*TASK STATEMENT:* Reproduce all the data, character for character.

===== RECORDS FOR THE EXERCISE

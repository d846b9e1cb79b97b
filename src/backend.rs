//! Compiled model and the rendering contract handed to per-language emitters.
//!
//! Emitters consume [`CompiledSet`] and produce target-language sources; no
//! text is generated in this crate. Backends are registered explicitly under
//! a language key in a [`BackendRegistry`] rather than discovered by name at
//! runtime.

use crate::domain::NumericDomain;
use crate::schema::{BitfieldDef, EnumDef, FieldDef, Literal};
use crate::types::PrimitiveType;
use std::collections::HashMap;

/// The full compiled, validated, immutable model for one run.
#[derive(Debug, Clone)]
pub struct CompiledSet {
    pub messages: Vec<CompiledMessage>,
}

/// One message with its computed layout, resolved ID, and merged enum set.
#[derive(Debug, Clone)]
pub struct CompiledMessage {
    pub name: String,
    /// Namespace-qualified path, e.g. `Nav.gps.Position`.
    pub descriptor: String,
    pub description: String,
    pub namespace: Vec<String>,
    /// Resolved numeric ID; `None` for definitions that declare neither a
    /// literal `ID` nor a composite `IDs` list.
    pub id: Option<u64>,
    /// Total byte size of the message body.
    pub size: usize,
    pub fields: Vec<CompiledField>,
    /// Enums visible to the message's document, includes merged in.
    pub enums: Vec<EnumDef>,
    /// From a reserved `headers` directory: excluded from ID uniqueness and
    /// the digest.
    pub is_header: bool,
}

#[derive(Debug, Clone)]
pub struct CompiledField {
    pub def: FieldDef,
    pub ty: PrimitiveType,
    pub byte_offset: usize,
    pub domain: NumericDomain,
    pub bitfields: Vec<CompiledBitfield>,
}

#[derive(Debug, Clone)]
pub struct CompiledBitfield {
    pub def: BitfieldDef,
    pub bit_offset: u32,
    pub mask: u64,
    pub domain: NumericDomain,
}

impl CompiledMessage {
    pub fn field(&self, name: &str) -> Option<&CompiledField> {
        self.fields.iter().find(|f| f.def.name == name)
    }

    pub fn enum_named(&self, name: &str) -> Option<&EnumDef> {
        self.enums.iter().find(|e| e.name == name)
    }

    /// Declared default values, in field order, bitfields after their owning
    /// field. Emitters turn these into an initializer list.
    pub fn initializers(&self) -> Vec<(&str, &Literal)> {
        let mut out = Vec::new();
        for f in &self.fields {
            if let Some(d) = &f.def.default {
                out.push((f.def.name.as_str(), d));
            }
            for b in &f.bitfields {
                if let Some(d) = &b.def.default {
                    out.push((b.def.name.as_str(), d));
                }
            }
        }
        out
    }
}

impl CompiledSet {
    pub fn message(&self, descriptor: &str) -> Option<&CompiledMessage> {
        self.messages.iter().find(|m| m.descriptor == descriptor)
    }

    /// Validation digest: one line per non-header message with its
    /// namespace-qualified descriptor and resolved ID. Build tooling diffs
    /// this across builds to detect schema-surface changes.
    pub fn digest(&self) -> String {
        let mut out = String::new();
        for msg in self.messages.iter().filter(|m| !m.is_header) {
            let id = match msg.id {
                Some(id) => id.to_string(),
                None => "UNDEFINED".to_string(),
            };
            out.push_str(&format!("{:<40} {:>10}\n", msg.descriptor, id));
        }
        out
    }
}

/// Per-target-language emitter. Implementations substitute the compiled
/// model into language-specific templates; that mechanical step lives
/// outside this crate.
pub trait Backend {
    fn render(&self, set: &CompiledSet) -> Result<(), Box<dyn std::error::Error + Send + Sync>>;
}

/// Explicitly registered map from language key to emitter.
#[derive(Default)]
pub struct BackendRegistry {
    backends: HashMap<String, Box<dyn Backend>>,
}

impl BackendRegistry {
    pub fn new() -> BackendRegistry {
        BackendRegistry::default()
    }

    /// Register an emitter under a language key. A later registration with
    /// the same key replaces the earlier one.
    pub fn register(&mut self, key: impl Into<String>, backend: Box<dyn Backend>) {
        self.backends.insert(key.into(), backend);
    }

    pub fn get(&self, key: &str) -> Option<&dyn Backend> {
        self.backends.get(key).map(|b| b.as_ref())
    }

    /// Registered language keys, sorted.
    pub fn keys(&self) -> Vec<&str> {
        let mut keys: Vec<&str> = self.backends.keys().map(|k| k.as_str()).collect();
        keys.sort_unstable();
        keys
    }
}

#[cfg(test)]
mod tests {
    use super::*;

    struct Counting;

    impl Backend for Counting {
        fn render(
            &self,
            set: &CompiledSet,
        ) -> Result<(), Box<dyn std::error::Error + Send + Sync>> {
            let _ = set.messages.len();
            Ok(())
        }
    }

    #[test]
    fn registry_lookup_by_key() {
        let mut registry = BackendRegistry::new();
        registry.register("c", Box::new(Counting));
        registry.register("python", Box::new(Counting));
        assert!(registry.get("c").is_some());
        assert!(registry.get("fortran").is_none());
        assert_eq!(registry.keys(), vec!["c", "python"]);
    }
}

==========

*RESULT OF THIS TASK:*
repository d846b9e1cb79b97b
filename src/backend.rs
//! Compiled model and the rendering contract handed to per-language emitters.
//!
//! Emitters consume [`CompiledSet`] and produce target-language sources; no
//! text is generated in this crate. Backends are registered explicitly under
//! a language key in a [`BackendRegistry`] rather than discovered by name at
//! runtime.

use crate::domain::NumericDomain;
use crate::schema::{BitfieldDef, EnumDef, FieldDef, Literal};
use crate::types::PrimitiveType;
use std::collections::HashMap;

/// The full compiled, validated, immutable model for one run.
#[derive(Debug, Clone)]
pub struct CompiledSet {
    pub messages: Vec<CompiledMessage>,
}

/// One message with its computed layout, resolved ID, and merged enum set.
#[derive(Debug, Clone)]
pub struct CompiledMessage {
    pub name: String,
    /// Namespace-qualified path, e.g. `Nav.gps.Position`.
    pub descriptor: String,
    pub description: String,
    pub namespace: Vec<String>,
    /// Resolved numeric ID; `None` for definitions that declare neither a
    /// literal `ID` nor a composite `IDs` list.
    pub id: Option<u64>,
    /// Total byte size of the message body.
    pub size: usize,
    pub fields: Vec<CompiledField>,
    /// Enums visible to the message's document, includes merged in.
    pub enums: Vec<EnumDef>,
    /// From a reserved `headers` directory: excluded from ID uniqueness and
    /// the digest.
    pub is_header: bool,
}

#[derive(Debug, Clone)]
pub struct CompiledField {
    pub def: FieldDef,
    pub ty: PrimitiveType,
    pub byte_offset: usize,
    pub domain: NumericDomain,
    pub bitfields: Vec<CompiledBitfield>,
}

#[derive(Debug, Clone)]
pub struct CompiledBitfield {
    pub def: BitfieldDef,
    pub bit_offset: u32,
    pub mask: u64,
    pub domain: NumericDomain,
}

impl CompiledMessage {
    pub fn field(&self, name: &str) -> Option<&CompiledField> {
        self.fields.iter().find(|f| f.def.name == name)
    }

    pub fn enum_named(&self, name: &str) -> Option<&EnumDef> {
        self.enums.iter().find(|e| e.name == name)
    }

    /// Declared default values, in field order, bitfields after their owning
    /// field. Emitters turn these into an initializer list.
    pub fn initializers(&self) -> Vec<(&str, &Literal)> {
        let mut out = Vec::new();
        for f in &self.fields {
            if let Some(d) = &f.def.default {
                out.push((f.def.name.as_str(), d));
            }
            for b in &f.bitfields {
                if let Some(d) = &b.def.default {
                    out.push((b.def.name.as_str(), d));
                }
            }
        }
        out
    }
}

impl CompiledSet {
    pub fn message(&self, descriptor: &str) -> Option<&CompiledMessage> {
        self.messages.iter().find(|m| m.descriptor == descriptor)
    }

    /// Validation digest: one line per non-header message with its
    /// namespace-qualified descriptor and resolved ID. Build tooling diffs
    /// this across builds to detect schema-surface changes.
    pub fn digest(&self) -> String {
        let mut out = String::new();
        for msg in self.messages.iter().filter(|m| !m.is_header) {
            let id = match msg.id {
                Some(id) => id.to_string(),
                None => "UNDEFINED".to_string(),
            };
            out.push_str(&format!("{:<40} {:>10}\n", msg.descriptor, id));
        }
        out
    }
}

/// Per-target-language emitter. Implementations substitute the compiled
/// model into language-specific templates; that mechanical step lives
/// outside this crate.
pub trait Backend {
    fn render(&self, set: &CompiledSet) -> Result<(), Box<dyn std::error::Error + Send + Sync>>;
}

/// Explicitly registered map from language key to emitter.
#[derive(Default)]
pub struct BackendRegistry {
    backends: HashMap<String, Box<dyn Backend>>,
}

impl BackendRegistry {
    pub fn new() -> BackendRegistry {
        BackendRegistry::default()
    }

    /// Register an emitter under a language key. A later registration with
    /// the same key replaces the earlier one.
    pub fn register(&mut self, key: impl Into<String>, backend: Box<dyn Backend>) {
        self.backends.insert(key.into(), backend);
    }

    pub fn get(&self, key: &str) -> Option<&dyn Backend> {
        self.backends.get(key).map(|b| b.as_ref())
    }

    /// Registered language keys, sorted.
    pub fn keys(&self) -> Vec<&str> {
        let mut keys: Vec<&str> = self.backends.keys().map(|k| k.as_str()).collect();
        keys.sort_unstable();
        keys
    }
}

#[cfg(test)]
mod tests {
    use super::*;

    struct Counting;

    impl Backend for Counting {
        fn render(
            &self,
            set: &CompiledSet,
        ) -> Result<(), Box<dyn std::error::Error + Send + Sync>> {
            let _ = set.messages.len();
            Ok(())
        }
    }

    #[test]
    fn registry_lookup_by_key() {
        let mut registry = BackendRegistry::new();
        registry.register("c", Box::new(Counting));
        registry.register("python", Box::new(Counting));
        assert!(registry.get("c").is_some());
        assert!(registry.get("fortran").is_none());
        assert_eq!(registry.keys(), vec!["c", "python"]);
    }
}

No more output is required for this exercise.